3. Il résulte de l'instruction que Mme B... n'a pas conservé sur support informatique les données relatives aux enregistrements des recettes sur la caisse enregistreuse, alors que sa comptabilité était tenue à partir d'un système informatisé. Dans ces conditions, la comptabilisation des recettes du restaurant et du snack à partir de l'exploitation des tickets récapitulatifs journaliers et mensuels, lesquels étaient ressaisis manuellement par le cabinet comptable, ne saurait constituer une solution alternative probante. Par ailleurs, les recettes issues de la cave à vins ont été comptabilisées sans l'utilisation d'une caisse enregistreuse et sur la base de fiches mensuelles tenues manuellement, indiquant le cumul des ventes réalisées par jour d'ouverture. Enfin, le vérificateur a relevé, en prenant en compte les achats de boissons alcoolisées, les prix pratiqués, les pertes, offerts et prélèvements divers, une sous-évaluation substantielle du chiffre d'affaires correspondant. L'ensemble de ces éléments caractérisent, à eux-seuls, l'existence de graves irrégularités entachant la comptabilité de l'établissement de Mme B.... Par suite, l'administration rapporte la preuve du caractère non probant de la comptabilité présentée. Il s'ensuit que la requérante n'est pas fondée à soutenir que le service n'était pas en droit de reconstituer ses recettes après avoir rejeté sa comptabilité.

En ce qui concerne la reconstitution de recettes :

4. Mme B... ayant contesté les rehaussements qui lui ont été notifiés selon la procédure de rectification contradictoire et la commission visée au deuxième alinéa de l'article L. 192 du livre des procédures fiscales n'ayant pas été saisie, la charge de la preuve de l'insuffisance des bases d'imposition déclarées incombe à l'administration fiscale.

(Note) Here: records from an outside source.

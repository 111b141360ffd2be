#![cfg_attr(feature = "fail-on-warnings", deny(warnings))]
#![warn(clippy::all, clippy::pedantic, clippy::nursery, clippy::cargo)]
#![allow(clippy::multiple_crate_versions)]

//! Incident store interface and its implementations.
//!
//! The heatmap core talks to its backing data only through
//! [`IncidentStore`]. The production implementation is [`SnapshotStore`],
//! an in-memory snapshot of stops, incidents and stop frequencies that is
//! loaded from a `DuckDB` file by [`duckdb_snapshot`] and swapped wholesale
//! when a refreshed file is available. Until a snapshot is installed the
//! store reports itself unreachable.

pub mod duckdb_snapshot;
pub mod paths;
pub mod snapshot;

use async_trait::async_trait;
use envwatch_geography_models::Coordinate;
use envwatch_incident_models::{FilterSignature, Incident};
use envwatch_transit_models::{Stop, StopFrequency};

pub use snapshot::{Snapshot, SnapshotStore};

/// Errors that can occur while reading from a store.
#[derive(Debug, thiserror::Error)]
pub enum StoreError {
    /// The store cannot currently answer queries.
    #[error("Store unavailable: {message}")]
    Unavailable {
        /// Why the store is unavailable.
        message: String,
    },

    /// `DuckDB` error.
    #[error("Database error: {0}")]
    Database(#[from] duckdb::Error),

    /// I/O error.
    #[error("IO error: {0}")]
    Io(#[from] std::io::Error),

    /// Data conversion error.
    #[error("Data conversion error: {message}")]
    Conversion {
        /// Description of what went wrong.
        message: String,
    },
}

impl StoreError {
    /// Shorthand for [`StoreError::Unavailable`].
    #[must_use]
    pub fn unavailable(message: impl Into<String>) -> Self {
        Self::Unavailable {
            message: message.into(),
        }
    }
}

/// Read-only access to stops, incidents and stop schedules.
///
/// Every query is independent and may be issued concurrently.
#[async_trait]
pub trait IncidentStore: Send + Sync {
    /// Checks that the store can answer queries.
    ///
    /// # Errors
    ///
    /// Returns [`StoreError::Unavailable`] when the store is unreachable.
    async fn ping(&self) -> Result<(), StoreError>;

    /// Identifies the data version queries are currently answered from.
    ///
    /// Two reads that return the same generation saw the same data.
    ///
    /// # Errors
    ///
    /// Returns [`StoreError::Unavailable`] when the store is unreachable.
    async fn generation(&self) -> Result<u64, StoreError>;

    /// Returns all stops in canonical order.
    ///
    /// # Errors
    ///
    /// Returns [`StoreError`] if the store cannot be read.
    async fn load_stops(&self) -> Result<Vec<Stop>, StoreError>;

    /// Counts incidents matching `filter` within `radius_m` meters of
    /// `center` (great-circle distance, inclusive boundary).
    ///
    /// # Errors
    ///
    /// Returns [`StoreError`] if the store cannot be read.
    async fn count_within(
        &self,
        center: Coordinate,
        radius_m: f64,
        filter: &FilterSignature,
    ) -> Result<u64, StoreError>;

    /// Returns incidents matching `filter` within `radius_m` meters of
    /// `center`, nearest first.
    ///
    /// # Errors
    ///
    /// Returns [`StoreError`] if the store cannot be read.
    async fn incidents_within(
        &self,
        center: Coordinate,
        radius_m: f64,
        filter: &FilterSignature,
    ) -> Result<Vec<Incident>, StoreError>;

    /// Returns all incidents matching `filter`, most recent first.
    ///
    /// # Errors
    ///
    /// Returns [`StoreError`] if the store cannot be read.
    async fn query_incidents(&self, filter: &FilterSignature) -> Result<Vec<Incident>, StoreError>;

    /// Returns the scheduled arrival frequency for a stop, if known.
    ///
    /// # Errors
    ///
    /// Returns [`StoreError`] if the store cannot be read.
    async fn stop_frequency(&self, stop_id: &str) -> Result<Option<StopFrequency>, StoreError>;
}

5. Pour reconstituer le chiffre d'affaires de l'ensemble de l'activité exercée par Mme B..., le service vérificateur a pris en compte les boissons alcoolisées achetées par l'établissement. A cet effet, le vérificateur a reconstitué les recettes totales en établissant, dans un premier temps, les recettes tirées de la vente des boissons alcoolisées à partir du dépouillement exhaustif des factures d'achat de ces produits, en tenant compte des dosages et des tarifs pratiqués ou d'un taux de marge indiqué par l'intéressée et d'un pourcentage de 15 % représentant les pertes, les offerts, la consommation personnelle de Mme B... et de ses employés, ainsi que l'utilisation de ces boissons dans la préparation des plats, en déterminant, dans un deuxième temps et à partir des données comptables de l'entreprise en fonction de la différenciation par taux de taxe sur la valeur ajoutée opérée, un coefficient représentant la part des recettes liées aux boissons alcoolisées dans le total des ventes et en appliquant, dans un troisième temps, ce coefficient au chiffre d'affaires reconstitué.

6. En premier lieu, la seule circonstance que la méthode retenue par le service aboutit à retenir une marge globale supérieure à la marge moyenne d'une activité de pizzéria exclusive, telle que retenue par la fédération des centres de gestion agréés et alors que l'activité de vente de pizzas est en l'espèce accessoire, est insuffisante pour considérer que la méthode retenue, qui se fonde sur les données propres à l'exploitation de Mme B..., aboutit à des résultats non réalistes ou pour révéler la mise en œuvre d'une méthode de reconstitution purement théorique. Par ailleurs, la méthode retenue, qui se base sur la part du chiffre d'affaires des boissons alcooliques dans le chiffre d'affaires total de l'exploitation, constatée dans la comptabilité de Mme B..., tient nécessairement compte de ce que les activités de bar et de caviste ne comprenaient pas de vente de solides et n'est donc pas radicalement viciée ou inappropriée. Enfin, dès lors que la reconstitution opérée par le service vérificateur repose sur des constatations objectives, en particulier les achats de boissons alcoolisées comptabilisés par l'entreprise, qui varient en fonction de la fréquentation de l'établissement, la requérante ne peut valablement se prévaloir de ce que son activité aurait été durablement affectée par la réalisation d'importants travaux à proximité immédiate de son restaurant, par la survenue de l'incendie du four à bois en 2014 et par des difficultés de personnel, pour en déduire que la reconstitution ne correspondrait pas aux conditions d'exploitation, lesquelles ont été nécessairement prises en compte. Par suite, Mme B..., qui ne propose aucune méthode alternative, ne critique pas valablement celle qui a été retenue par le service vérificateur.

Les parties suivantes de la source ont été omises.